══ ENTRIES SHOWN
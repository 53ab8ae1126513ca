//! The REST boundary to the task backend. No business logic lives here: each call is one
//! request/response pair and fails independently of every other call.

use std::future::Future;

use reqwest::{Client, RequestBuilder, StatusCode};
use serde::de::DeserializeOwned;

use crate::config::ClientConfig;
use crate::date::YearMonth;
use crate::models::{
    MonthlyStats, NewSubtask, NewTask, OverallStats, Subtask, SubtaskId, SubtaskPatch, Task,
    TaskId, TaskPatch,
};

#[derive(Debug, thiserror::Error)]
pub enum GatewayError {
    /// Network failure, timeout, or an unusable HTTP client.
    #[error("transport error: {0}")]
    Transport(String),
    #[error("rejected input: {0}")]
    Validation(String),
    #[error("not found: {0}")]
    NotFound(String),
    #[error("http {status}: {body}")]
    Http { status: u16, body: String },
    #[error("invalid response body: {0}")]
    Decode(#[from] serde_json::Error),
}

impl From<reqwest::Error> for GatewayError {
    fn from(value: reqwest::Error) -> Self {
        GatewayError::Transport(value.to_string())
    }
}

pub trait TaskGateway: Send + Sync {
    /// Any failure means "list unavailable", never "list empty".
    fn list_tasks(&self) -> impl Future<Output = Result<Vec<Task>, GatewayError>> + Send;

    fn create_task(&self, task: &NewTask)
        -> impl Future<Output = Result<Task, GatewayError>> + Send;

    fn update_task(
        &self,
        task_id: TaskId,
        patch: &TaskPatch,
    ) -> impl Future<Output = Result<(), GatewayError>> + Send;

    fn delete_task(&self, task_id: TaskId)
        -> impl Future<Output = Result<(), GatewayError>> + Send;

    fn create_subtask(
        &self,
        task_id: TaskId,
        subtask: &NewSubtask,
    ) -> impl Future<Output = Result<Subtask, GatewayError>> + Send;

    fn update_subtask(
        &self,
        subtask_id: SubtaskId,
        patch: &SubtaskPatch,
    ) -> impl Future<Output = Result<(), GatewayError>> + Send;

    fn delete_subtask(
        &self,
        subtask_id: SubtaskId,
    ) -> impl Future<Output = Result<(), GatewayError>> + Send;

    /// Submits the full order of the ids currently shown in one list.
    fn reorder_tasks(
        &self,
        task_ids: &[TaskId],
    ) -> impl Future<Output = Result<(), GatewayError>> + Send;

    fn reorder_subtasks(
        &self,
        task_id: TaskId,
        subtask_ids: &[SubtaskId],
    ) -> impl Future<Output = Result<(), GatewayError>> + Send;

    fn monthly_stats(
        &self,
        month: YearMonth,
    ) -> impl Future<Output = Result<MonthlyStats, GatewayError>> + Send;

    fn overall_stats(&self) -> impl Future<Output = Result<OverallStats, GatewayError>> + Send;
}

/// `TaskGateway` over the backend's JSON API.
#[derive(Debug, Clone)]
pub struct RestGateway {
    client: Client,
    base_url: String,
}

impl RestGateway {
    pub fn new(config: &ClientConfig) -> Result<Self, GatewayError> {
        let client = Client::builder()
            .timeout(config.request_timeout())
            .build()
            .map_err(|err| GatewayError::Transport(format!("failed to build http client: {err}")))?;
        Ok(Self {
            client,
            base_url: config.base_url.trim().trim_end_matches('/').to_string(),
        })
    }

    pub fn base_url(&self) -> &str {
        &self.base_url
    }

    fn url(&self, path: &str) -> String {
        format!("{}{}", self.base_url, path)
    }

    async fn send(&self, request: RequestBuilder) -> Result<String, GatewayError> {
        let response = request.send().await?;
        let status = response.status();
        let body = response.text().await?;
        if status.is_success() {
            return Ok(body);
        }
        Err(match status {
            StatusCode::NOT_FOUND => GatewayError::NotFound(body),
            StatusCode::BAD_REQUEST | StatusCode::UNPROCESSABLE_ENTITY => {
                GatewayError::Validation(body)
            }
            other => GatewayError::Http {
                status: other.as_u16(),
                body,
            },
        })
    }

    async fn send_json<T: DeserializeOwned>(&self, request: RequestBuilder) -> Result<T, GatewayError> {
        let body = self.send(request).await?;
        Ok(serde_json::from_str(&body)?)
    }
}

fn require_title(title: &str) -> Result<(), GatewayError> {
    if title.trim().is_empty() {
        return Err(GatewayError::Validation("title must not be empty".to_string()));
    }
    Ok(())
}

impl TaskGateway for RestGateway {
    async fn list_tasks(&self) -> Result<Vec<Task>, GatewayError> {
        self.send_json(self.client.get(self.url("/api/tasks"))).await
    }

    async fn create_task(&self, task: &NewTask) -> Result<Task, GatewayError> {
        require_title(&task.title)?;
        self.send_json(self.client.post(self.url("/api/tasks")).json(task))
            .await
    }

    async fn update_task(&self, task_id: TaskId, patch: &TaskPatch) -> Result<(), GatewayError> {
        let url = self.url(&format!("/api/tasks/{task_id}"));
        self.send(self.client.put(url).json(patch)).await.map(|_| ())
    }

    async fn delete_task(&self, task_id: TaskId) -> Result<(), GatewayError> {
        let url = self.url(&format!("/api/tasks/{task_id}"));
        self.send(self.client.delete(url)).await.map(|_| ())
    }

    async fn create_subtask(
        &self,
        task_id: TaskId,
        subtask: &NewSubtask,
    ) -> Result<Subtask, GatewayError> {
        require_title(&subtask.title)?;
        let url = self.url(&format!("/api/tasks/{task_id}/subtasks"));
        self.send_json(self.client.post(url).json(subtask)).await
    }

    async fn update_subtask(
        &self,
        subtask_id: SubtaskId,
        patch: &SubtaskPatch,
    ) -> Result<(), GatewayError> {
        let url = self.url(&format!("/api/subtasks/{subtask_id}"));
        self.send(self.client.put(url).json(patch)).await.map(|_| ())
    }

    async fn delete_subtask(&self, subtask_id: SubtaskId) -> Result<(), GatewayError> {
        let url = self.url(&format!("/api/subtasks/{subtask_id}"));
        self.send(self.client.delete(url)).await.map(|_| ())
    }

    async fn reorder_tasks(&self, task_ids: &[TaskId]) -> Result<(), GatewayError> {
        let url = self.url("/api/tasks/reorder");
        self.send(self.client.put(url).json(task_ids)).await.map(|_| ())
    }

    async fn reorder_subtasks(
        &self,
        task_id: TaskId,
        subtask_ids: &[SubtaskId],
    ) -> Result<(), GatewayError> {
        let url = self.url(&format!("/api/tasks/{task_id}/subtasks/reorder"));
        self.send(self.client.put(url).json(subtask_ids))
            .await
            .map(|_| ())
    }

    async fn monthly_stats(&self, month: YearMonth) -> Result<MonthlyStats, GatewayError> {
        let url = self.url(&format!(
            "/api/stats/monthly?year={}&month={}",
            month.year(),
            month.month()
        ));
        self.send_json(self.client.get(url)).await
    }

    async fn overall_stats(&self) -> Result<OverallStats, GatewayError> {
        self.send_json(self.client.get(self.url("/api/stats"))).await
    }
}

#[cfg(test)]
mod tests {
    use super::*;

    #[test]
    fn base_url_is_trimmed_of_trailing_slashes() {
        let config = ClientConfig {
            base_url: " http://127.0.0.1:8000/ ".to_string(),
            ..ClientConfig::default()
        };
        let gateway = RestGateway::new(&config).unwrap();
        assert_eq!(gateway.base_url(), "http://127.0.0.1:8000");
        assert_eq!(gateway.url("/api/tasks"), "http://127.0.0.1:8000/api/tasks");
    }

    #[test]
    fn blank_titles_are_rejected_before_sending() {
        assert!(matches!(
            require_title("  "),
            Err(GatewayError::Validation(_))
        ));
        assert!(require_title("buy milk").is_ok());
    }

    #[tokio::test]
    async fn create_task_with_empty_title_never_reaches_the_network() {
        // Nothing listens on port 9; a request would surface as a transport error.
        let config = ClientConfig {
            base_url: "http://127.0.0.1:9".to_string(),
            request_timeout_secs: 1,
            ..ClientConfig::default()
        };
        let gateway = RestGateway::new(&config).unwrap();
        let task = NewTask {
            title: String::new(),
            description: String::new(),
            task_date: "2024-05-01".to_string(),
        };
        let result = gateway.create_task(&task).await;
        assert!(matches!(result, Err(GatewayError::Validation(_))));
    }

    #[tokio::test]
    async fn unreachable_backend_is_a_transport_error() {
        let config = ClientConfig {
            base_url: "http://127.0.0.1:9".to_string(),
            request_timeout_secs: 1,
            ..ClientConfig::default()
        };
        let gateway = RestGateway::new(&config).unwrap();
        let result = gateway.list_tasks().await;
        assert!(matches!(result, Err(GatewayError::Transport(_))));
    }
}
════
» TASK PROMPT: Give again, word for word, every line from the one holding "async fn unreachable_backend_is_a_transport_error()" to the end of the data.

» COMPLETED TASK:
    async fn unreachable_backend_is_a_transport_error() {
        let config = ClientConfig {
            base_url: "http://127.0.0.1:9".to_string(),
            request_timeout_secs: 1,
            ..ClientConfig::default()
        };
        let gateway = RestGateway::new(&config).unwrap();
        let result = gateway.list_tasks().await;
        assert!(matches!(result, Err(GatewayError::Transport(_))));
    }
}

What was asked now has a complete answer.